Lines with the string "clippy" must each be copied from the listing.
---
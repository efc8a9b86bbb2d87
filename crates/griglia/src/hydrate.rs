//! Request hydration: bracket-notated flat mappings to nested values.
//!
//! Grid clients submit form-urlencoded requests whose keys flatten the
//! descriptor structure, e.g. `columns[0][data]=name`. Hydration rebuilds the
//! nested form: each bracket segment becomes a field, and a segment whose
//! *following* segment is a decimal numeral produces an array instead of an
//! object. Values pass through untouched, so an already-nested mapping
//! hydrates to itself.

use std::sync::LazyLock;

use regex::Regex;
use serde_json::{Map, Value};

/// Extracts key segments: `columns[0][data]` yields `columns`, `0`, `data`.
///
/// # Panics
///
/// Panics if the hard-coded regex literal is invalid (impossible in practice).
#[allow(clippy::expect_used)]
static KEY_SEGMENTS: LazyLock<Regex> =
    LazyLock::new(|| Regex::new(r"[^\[\]]+").expect("valid regex literal"));

/// Largest array index a key may address. A sparse write below this cap
/// null-fills the gap; anything larger is skipped so a hostile index cannot
/// force a huge allocation.
const MAX_ARRAY_INDEX: usize = 1024;

/// Convert a flat, bracket-notated mapping into a nested value.
///
/// Keys with no extractable segments are skipped silently; on key collision
/// the last write wins. No descriptor validation happens here — consumers
/// decide what the nested value must contain.
pub fn hydrate(flat: &Map<String, Value>) -> Value {
    let mut result = Value::Object(Map::new());

    for (raw_key, value) in flat {
        let segments: Vec<&str> = KEY_SEGMENTS
            .find_iter(raw_key)
            .map(|m| m.as_str())
            .collect();
        if segments.is_empty() {
            continue;
        }
        insert_path(&mut result, &segments, value.clone());
    }

    result
}

/// True when the segment is a decimal numeral (selects array semantics for
/// the container holding it).
fn is_index(segment: &str) -> bool {
    !segment.is_empty() && segment.bytes().all(|b| b.is_ascii_digit())
}

fn parse_index(segment: &str) -> Option<usize> {
    let idx = segment.parse::<usize>().ok()?;
    (idx <= MAX_ARRAY_INDEX).then_some(idx)
}

/// Walk `segments` from the root, creating containers as needed, and assign
/// `value` at the leaf.
///
/// The container type is fixed by whichever key creates it first: a numeric
/// segment written into an existing object becomes a plain string key, and a
/// non-numeric segment aimed at an existing array is skipped. Scalar slots in
/// the middle of a path are replaced by the container the path needs.
fn insert_path(root: &mut Value, segments: &[&str], value: Value) {
    let mut current = root;

    for i in 0..segments.len() {
        let segment = segments[i];
        let last = i == segments.len() - 1;

        match current {
            Value::Object(map) => {
                if last {
                    map.insert(segment.to_string(), value);
                    return;
                }
                let next_is_index = is_index(segments[i + 1]);
                let slot = map
                    .entry(segment.to_string())
                    .or_insert_with(|| empty_container(next_is_index));
                if !matches!(slot, Value::Object(_) | Value::Array(_)) {
                    *slot = empty_container(next_is_index);
                }
                current = slot;
            }
            Value::Array(items) => {
                let Some(idx) = parse_index(segment) else {
                    return;
                };
                if items.len() <= idx {
                    items.resize(idx + 1, Value::Null);
                }
                if last {
                    items[idx] = value;
                    return;
                }
                let next_is_index = is_index(segments[i + 1]);
                let slot = &mut items[idx];
                if !matches!(slot, Value::Object(_) | Value::Array(_)) {
                    *slot = empty_container(next_is_index);
                }
                current = slot;
            }
            // Unreachable in practice: scalar slots are replaced above.
            _ => return,
        }
    }
}

fn empty_container(array: bool) -> Value {
    if array {
        Value::Array(Vec::new())
    } else {
        Value::Object(Map::new())
    }
}

#[cfg(test)]
// Tests are allowed to use unwrap/expect freely.
#[allow(clippy::unwrap_used, clippy::expect_used)]
mod tests {
    use super::*;
    use serde_json::json;

    fn flat(pairs: &[(&str, &str)]) -> Map<String, Value> {
        pairs
            .iter()
            .map(|(k, v)| ((*k).to_string(), Value::String((*v).to_string())))
            .collect()
    }

    #[test]
    fn simple_keys_pass_through() {
        let result = hydrate(&flat(&[("draw", "1"), ("start", "0")]));
        assert_eq!(result, json!({"draw": "1", "start": "0"}));
    }

    #[test]
    fn bracket_keys_nest() {
        let result = hydrate(&flat(&[("search[value]", "abc"), ("search[regex]", "false")]));
        assert_eq!(result, json!({"search": {"value": "abc", "regex": "false"}}));
    }

    #[test]
    fn numeric_segment_builds_array() {
        let result = hydrate(&flat(&[
            ("columns[0][data]", "id"),
            ("columns[1][data]", "name"),
        ]));
        assert_eq!(
            result,
            json!({"columns": [{"data": "id"}, {"data": "name"}]})
        );
    }

    #[test]
    fn deep_nesting() {
        let result = hydrate(&flat(&[("columns[0][search][value]", "x")]));
        assert_eq!(result, json!({"columns": [{"search": {"value": "x"}}]}));
    }

    #[test]
    fn sparse_index_null_fills() {
        let result = hydrate(&flat(&[("order[2][column]", "1")]));
        assert_eq!(
            result,
            json!({"order": [null, null, {"column": "1"}]})
        );
    }

    #[test]
    fn oversized_index_skipped() {
        let result = hydrate(&flat(&[("columns[999999999][data]", "id")]));
        assert_eq!(result, json!({"columns": []}));
    }

    #[test]
    fn unparsable_key_skipped() {
        let mut input = flat(&[("draw", "1")]);
        input.insert("[]".to_string(), Value::String("ghost".to_string()));
        let result = hydrate(&input);
        assert_eq!(result, json!({"draw": "1"}));
    }

    #[test]
    fn last_write_wins() {
        // Map iteration preserves insertion order (serde_json default).
        let mut input = Map::new();
        input.insert("draw".to_string(), json!("1"));
        input.insert("draw ".to_string(), json!("ignored-different-key"));
        input.insert("search[value]".to_string(), json!("first"));
        input.insert("search[value]".to_string(), json!("second"));
        let result = hydrate(&input);
        assert_eq!(result["search"]["value"], json!("second"));
    }

    #[test]
    fn nested_values_pass_through_verbatim() {
        let mut input = Map::new();
        input.insert("search".to_string(), json!({"value": "abc", "regex": "true"}));
        input.insert("draw".to_string(), json!(3));
        let result = hydrate(&input);
        assert_eq!(
            result,
            json!({"search": {"value": "abc", "regex": "true"}, "draw": 3})
        );
    }

    #[test]
    fn mixed_siblings_keep_first_container_type() {
        // `columns` is created as an array by the first key; the later
        // non-numeric segment cannot address an array and is skipped.
        let mut input = Map::new();
        input.insert("columns[0][data]".to_string(), json!("id"));
        input.insert("columns[extra]".to_string(), json!("x"));
        let result = hydrate(&input);
        assert_eq!(result, json!({"columns": [{"data": "id"}]}));
    }

    #[test]
    fn numeric_key_into_object_becomes_string_key() {
        let mut input = Map::new();
        input.insert("meta[label]".to_string(), json!("a"));
        input.insert("meta[0]".to_string(), json!("b"));
        let result = hydrate(&input);
        assert_eq!(result, json!({"meta": {"label": "a", "0": "b"}}));
    }

    #[test]
    fn scalar_slot_replaced_by_container() {
        let mut input = Map::new();
        input.insert("search".to_string(), json!("oops"));
        input.insert("search[value]".to_string(), json!("abc"));
        let result = hydrate(&input);
        assert_eq!(result, json!({"search": {"value": "abc"}}));
    }
}
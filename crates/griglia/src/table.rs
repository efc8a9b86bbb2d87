//! The table handle: CRUD builders, the DataTable engine, and schema lookup.
//!
//! One `Table` targets one database table through an injected pool. All reads
//! funnel through [`Table::fetch`], where the optional result cache is
//! interposed; all writes go through [`Table::execute`] and never touch the
//! cache. Each call borrows one pooled connection for exactly one statement
//! and returns it on every exit path.

use std::sync::Arc;

use serde_json::{Map, Value};
use sqlx::mysql::MySqlPool;
use tracing::{error, warn};

use crate::cache::{CachedRows, QueryCache};
use crate::condition::{ConditionTerm, quote_identifier, render_condition, render_terms};
use crate::datatable::{GridResponse, TableQuery, build_plan, lenient_i64, select_list};
use crate::error::{GridError, GridResult};
use crate::hydrate::hydrate;
use crate::row::{bind_values, row_to_json};

/// Called with every error the DataTable engine swallows.
pub type ErrorHook = Arc<dyn Fn(&GridError) + Send + Sync>;

/// Caller-trusted trailing clauses for [`Table::select`], taken verbatim.
#[derive(Debug, Clone, Default)]
pub struct SelectClauses {
    pub group_by: Option<String>,
    pub having: Option<String>,
    pub order_by: Option<String>,
    pub limit: Option<String>,
    pub offset: Option<String>,
}

/// SET and WHERE maps for [`Table::update`].
#[derive(Debug, Clone, Default)]
pub struct UpdateSpec {
    pub set: Map<String, Value>,
    pub where_clause: Map<String, Value>,
}

/// Options for [`Table::update`].
#[derive(Debug, Clone, Copy, Default)]
pub struct UpdateOptions {
    /// Compare WHERE values with `REGEXP` instead of `=`.
    pub use_regex: bool,
}

/// Outcome of a write statement.
#[derive(Debug, Clone, Copy, PartialEq, Eq)]
pub struct WriteSummary {
    pub rows_affected: u64,
    pub last_insert_id: u64,
}

/// Handle for querying one table through a pooled connection.
pub struct Table {
    pool: MySqlPool,
    database: String,
    table: String,
    expression: Option<String>,
    cache: Option<QueryCache>,
    on_error: Option<ErrorHook>,
}

impl Table {
    /// Create a handle for `table` in `database`.
    ///
    /// The table name must come from code or configuration, never from
    /// client input; it is interpolated into every statement.
    pub fn new(pool: MySqlPool, database: impl Into<String>, table: impl Into<String>) -> Self {
        Self {
            pool,
            database: database.into(),
            table: table.into(),
            expression: None,
            cache: None,
            on_error: None,
        }
    }

    /// Extra SELECT fragment appended after `*`, e.g. a computed column.
    ///
    /// A leading comma is stripped so both `", x AS y"` and `"x AS y"` work.
    pub fn with_expression(mut self, expression: impl Into<String>) -> Self {
        let normalized = expression
            .into()
            .trim()
            .trim_start_matches(',')
            .trim()
            .to_string();
        self.expression = (!normalized.is_empty()).then_some(normalized);
        self
    }

    /// Front reads with a TTL result cache.
    pub fn with_cache(mut self, cache: QueryCache) -> Self {
        self.cache = Some(cache);
        self
    }

    /// Register a hook invoked with every error the DataTable engine catches.
    pub fn with_error_hook(mut self, hook: impl Fn(&GridError) + Send + Sync + 'static) -> Self {
        self.on_error = Some(Arc::new(hook));
        self
    }

    /// The result cache, when one was configured.
    pub fn cache(&self) -> Option<&QueryCache> {
        self.cache.as_ref()
    }

    /// Run one statement against a pooled connection and decode the rows.
    async fn fetch_rows(&self, sql: &str, bindings: &[Value]) -> GridResult<Vec<Value>> {
        if self.pool.is_closed() {
            return Err(GridError::PoolNotReady);
        }
        let mut conn = self.pool.acquire().await?;
        let query = bind_values(sqlx::query(sql), bindings);
        let rows = query.fetch_all(&mut *conn).await.map_err(|e| {
            warn!(error = %e, sql = sql, "query failed");
            GridError::from(e)
        })?;
        Ok(rows.iter().map(row_to_json).collect())
    }

    /// Single read entry point: interposes the cache when one is configured.
    /// Only successful row sets are stored.
    async fn fetch(&self, sql: &str, bindings: &[Value]) -> GridResult<CachedRows> {
        let Some(cache) = &self.cache else {
            return Ok(Arc::new(self.fetch_rows(sql, bindings).await?));
        };

        let key = QueryCache::query_key(sql, bindings);
        if let Some(rows) = cache.get(&key) {
            return Ok(rows);
        }

        let rows = Arc::new(self.fetch_rows(sql, bindings).await?);
        cache.insert(key, Arc::clone(&rows));
        Ok(rows)
    }

    /// Single write entry point. Writes never touch the cache.
    async fn execute(&self, sql: &str, bindings: &[Value]) -> GridResult<WriteSummary> {
        if self.pool.is_closed() {
            return Err(GridError::PoolNotReady);
        }
        let mut conn = self.pool.acquire().await?;
        let query = bind_values(sqlx::query(sql), bindings);
        let result = query.execute(&mut *conn).await.map_err(|e| {
            warn!(error = %e, sql = sql, "write failed");
            GridError::from(e)
        })?;
        Ok(WriteSummary {
            rows_affected: result.rows_affected(),
            last_insert_id: result.last_insert_id(),
        })
    }

    /// Answer one paginated/filtered/sorted grid request.
    ///
    /// `request` is the raw client mapping, flat (bracket-notated keys) or
    /// already nested. `strict` is the caller-trusted base filter ANDed into
    /// every count and data query regardless of what the client sent — use
    /// it for scoping, e.g. tenant isolation.
    ///
    /// Never fails: any error is reported to the registered hook and folded
    /// into a zero-count response carrying `error`.
    pub async fn select_to_datatable(
        &self,
        request: &Map<String, Value>,
        strict: &[ConditionTerm],
    ) -> GridResponse {
        let hydrated = hydrate(request);
        // Pull draw out before full parsing so even a malformed descriptor
        // still echoes the client's counter.
        let draw = hydrated
            .get("draw")
            .and_then(lenient_i64)
            .unwrap_or(0);

        match self.run_datatable(hydrated, strict).await {
            Ok(response) => response,
            Err(e) => {
                error!(error = %e, table = %self.table, "datatable query failed");
                if let Some(hook) = &self.on_error {
                    hook(&e);
                }
                GridResponse::degraded(draw, e.to_string())
            }
        }
    }

    async fn run_datatable(
        &self,
        hydrated: Value,
        strict: &[ConditionTerm],
    ) -> GridResult<GridResponse> {
        let query: TableQuery = serde_json::from_value(hydrated)
            .map_err(|e| GridError::Validation(format!("malformed datatable request: {e}")))?;

        let base = render_condition(strict)?;
        let plan = build_plan(&self.table, self.expression.as_deref(), &query, &base);

        let records_total = self.fetch_count(&plan.count_total.sql, &plan.count_total.bindings).await?;
        let records_filtered = self
            .fetch_count(&plan.count_filtered.sql, &plan.count_filtered.bindings)
            .await?;
        let data = self.fetch(&plan.data.sql, &plan.data.bindings).await?;

        Ok(GridResponse {
            draw: query.draw,
            records_total,
            records_filtered,
            data: (*data).clone(),
            error: None,
        })
    }

    async fn fetch_count(&self, sql: &str, bindings: &[Value]) -> GridResult<i64> {
        let rows = self.fetch(sql, bindings).await?;
        Ok(rows
            .first()
            .and_then(|row| row.get("total"))
            .and_then(Value::as_i64)
            .unwrap_or(0))
    }

    /// Select rows matching an equality-AND map, or everything when `None`.
    pub async fn select_by(&self, params: Option<&Map<String, Value>>) -> GridResult<Vec<Value>> {
        let mut sql = format!(
            "SELECT {} FROM {}",
            select_list(self.expression.as_deref()),
            self.table
        );
        let mut bindings = Vec::new();

        if let Some(map) = params
            && !map.is_empty()
        {
            let mut parts = Vec::with_capacity(map.len());
            for (column, value) in map {
                parts.push(format!("{} = ?", quote_identifier(column)?));
                bindings.push(value.clone());
            }
            sql.push_str(" WHERE ");
            sql.push_str(&parts.join(" AND "));
        }

        let rows = self.fetch(&sql, &bindings).await?;
        Ok((*rows).clone())
    }

    /// Select with a typed condition sequence and optional trailing clauses.
    ///
    /// Keywords in `terms` supply the connectives between comparisons, as in
    /// strict conditions; `clauses` fragments are caller-trusted verbatim
    /// text and are not parameterized.
    pub async fn select(
        &self,
        terms: Option<&[ConditionTerm]>,
        clauses: &SelectClauses,
    ) -> GridResult<Vec<Value>> {
        let mut sql = format!(
            "SELECT {} FROM {}",
            select_list(self.expression.as_deref()),
            self.table
        );
        let mut bindings = Vec::new();

        if let Some(terms) = terms
            && !terms.is_empty()
        {
            let fragment = render_terms(terms)?;
            sql.push_str(" WHERE ");
            sql.push_str(&fragment.sql);
            bindings = fragment.bindings;
        }

        if let Some(group_by) = &clauses.group_by {
            sql.push_str(&format!(" GROUP BY {group_by}"));
        }
        if let Some(having) = &clauses.having {
            sql.push_str(&format!(" HAVING {having}"));
        }
        if let Some(order_by) = &clauses.order_by {
            sql.push_str(&format!(" ORDER BY {order_by}"));
        }
        if let Some(limit) = &clauses.limit {
            sql.push_str(&format!(" LIMIT {limit}"));
        }
        if let Some(offset) = &clauses.offset {
            sql.push_str(&format!(" OFFSET {offset}"));
        }

        let rows = self.fetch(&sql, &bindings).await?;
        Ok((*rows).clone())
    }

    /// Insert one row from a column→value map.
    pub async fn insert(&self, values: &Map<String, Value>) -> GridResult<WriteSummary> {
        if values.is_empty() {
            return Err(GridError::Validation(
                "insert requires at least one column".to_string(),
            ));
        }

        let mut columns = Vec::with_capacity(values.len());
        let mut placeholders = Vec::with_capacity(values.len());
        let mut bindings = Vec::with_capacity(values.len());

        for (column, value) in values {
            columns.push(quote_identifier(column)?);
            placeholders.push("?");
            bindings.push(value.clone());
        }

        let sql = format!(
            "INSERT INTO {} ({}) VALUES ({})",
            self.table,
            columns.join(", "),
            placeholders.join(", ")
        );

        self.execute(&sql, &bindings).await
    }

    /// Update rows: SET pairs comma-joined, WHERE pairs AND-joined, values
    /// bound in SET-then-WHERE order.
    ///
    /// Both maps must be non-empty — an unscoped UPDATE is never emitted.
    pub async fn update(
        &self,
        spec: &UpdateSpec,
        options: UpdateOptions,
    ) -> GridResult<WriteSummary> {
        if spec.set.is_empty() {
            return Err(GridError::Validation(
                "update requires at least one SET column".to_string(),
            ));
        }
        if spec.where_clause.is_empty() {
            return Err(GridError::Validation(
                "update requires at least one WHERE condition".to_string(),
            ));
        }

        let operator = if options.use_regex { "REGEXP" } else { "=" };
        let mut bindings = Vec::with_capacity(spec.set.len() + spec.where_clause.len());

        let mut set_parts = Vec::with_capacity(spec.set.len());
        for (column, value) in &spec.set {
            set_parts.push(format!("{} = ?", quote_identifier(column)?));
            bindings.push(value.clone());
        }

        let mut where_parts = Vec::with_capacity(spec.where_clause.len());
        for (column, value) in &spec.where_clause {
            where_parts.push(format!("{} {operator} ?", quote_identifier(column)?));
            bindings.push(value.clone());
        }

        let sql = format!(
            "UPDATE {} SET {} WHERE {}",
            self.table,
            set_parts.join(", "),
            where_parts.join(" AND ")
        );

        self.execute(&sql, &bindings).await
    }

    /// Delete rows matching an equality-AND map.
    ///
    /// Empty conditions are a silent no-op returning `Ok(None)` — never a
    /// "delete all rows".
    pub async fn delete(
        &self,
        conditions: &Map<String, Value>,
    ) -> GridResult<Option<WriteSummary>> {
        if conditions.is_empty() {
            return Ok(None);
        }

        let mut parts = Vec::with_capacity(conditions.len());
        let mut bindings = Vec::with_capacity(conditions.len());
        for (column, value) in conditions {
            parts.push(format!("{} = ?", quote_identifier(column)?));
            bindings.push(value.clone());
        }

        let sql = format!("DELETE FROM {} WHERE {}", self.table, parts.join(" AND "));
        Ok(Some(self.execute(&sql, &bindings).await?))
    }

    /// Column names of this table from `information_schema`, scoped by the
    /// configured database name and cached independently of query results.
    pub async fn get_schema(&self) -> GridResult<Vec<Value>> {
        // Aliased because MySQL 8 returns information_schema headers upper-cased.
        const SCHEMA_SQL: &str = "SELECT COLUMN_NAME AS column_name \
                                  FROM information_schema.columns \
                                  WHERE table_schema = ? AND table_name = ?";
        let bindings = [
            Value::String(self.database.clone()),
            Value::String(self.table.clone()),
        ];

        let Some(cache) = &self.cache else {
            return self.fetch_rows(SCHEMA_SQL, &bindings).await;
        };

        let key = QueryCache::schema_key(&self.table);
        if let Some(rows) = cache.get(&key) {
            return Ok((*rows).clone());
        }

        let rows = self.fetch_rows(SCHEMA_SQL, &bindings).await?;
        cache.insert(key, Arc::new(rows.clone()));
        Ok(rows)
    }
}

impl std::fmt::Debug for Table {
    fn fmt(&self, f: &mut std::fmt::Formatter<'_>) -> std::fmt::Result {
        f.debug_struct("Table")
            .field("database", &self.database)
            .field("table", &self.table)
            .field("expression", &self.expression)
            .field("cached", &self.cache.is_some())
            .finish()
    }
}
---
→ **EXPECTED OUTPUT**:
#[allow(clippy::expect_used)]
#[allow(clippy::unwrap_used, clippy::expect_used)]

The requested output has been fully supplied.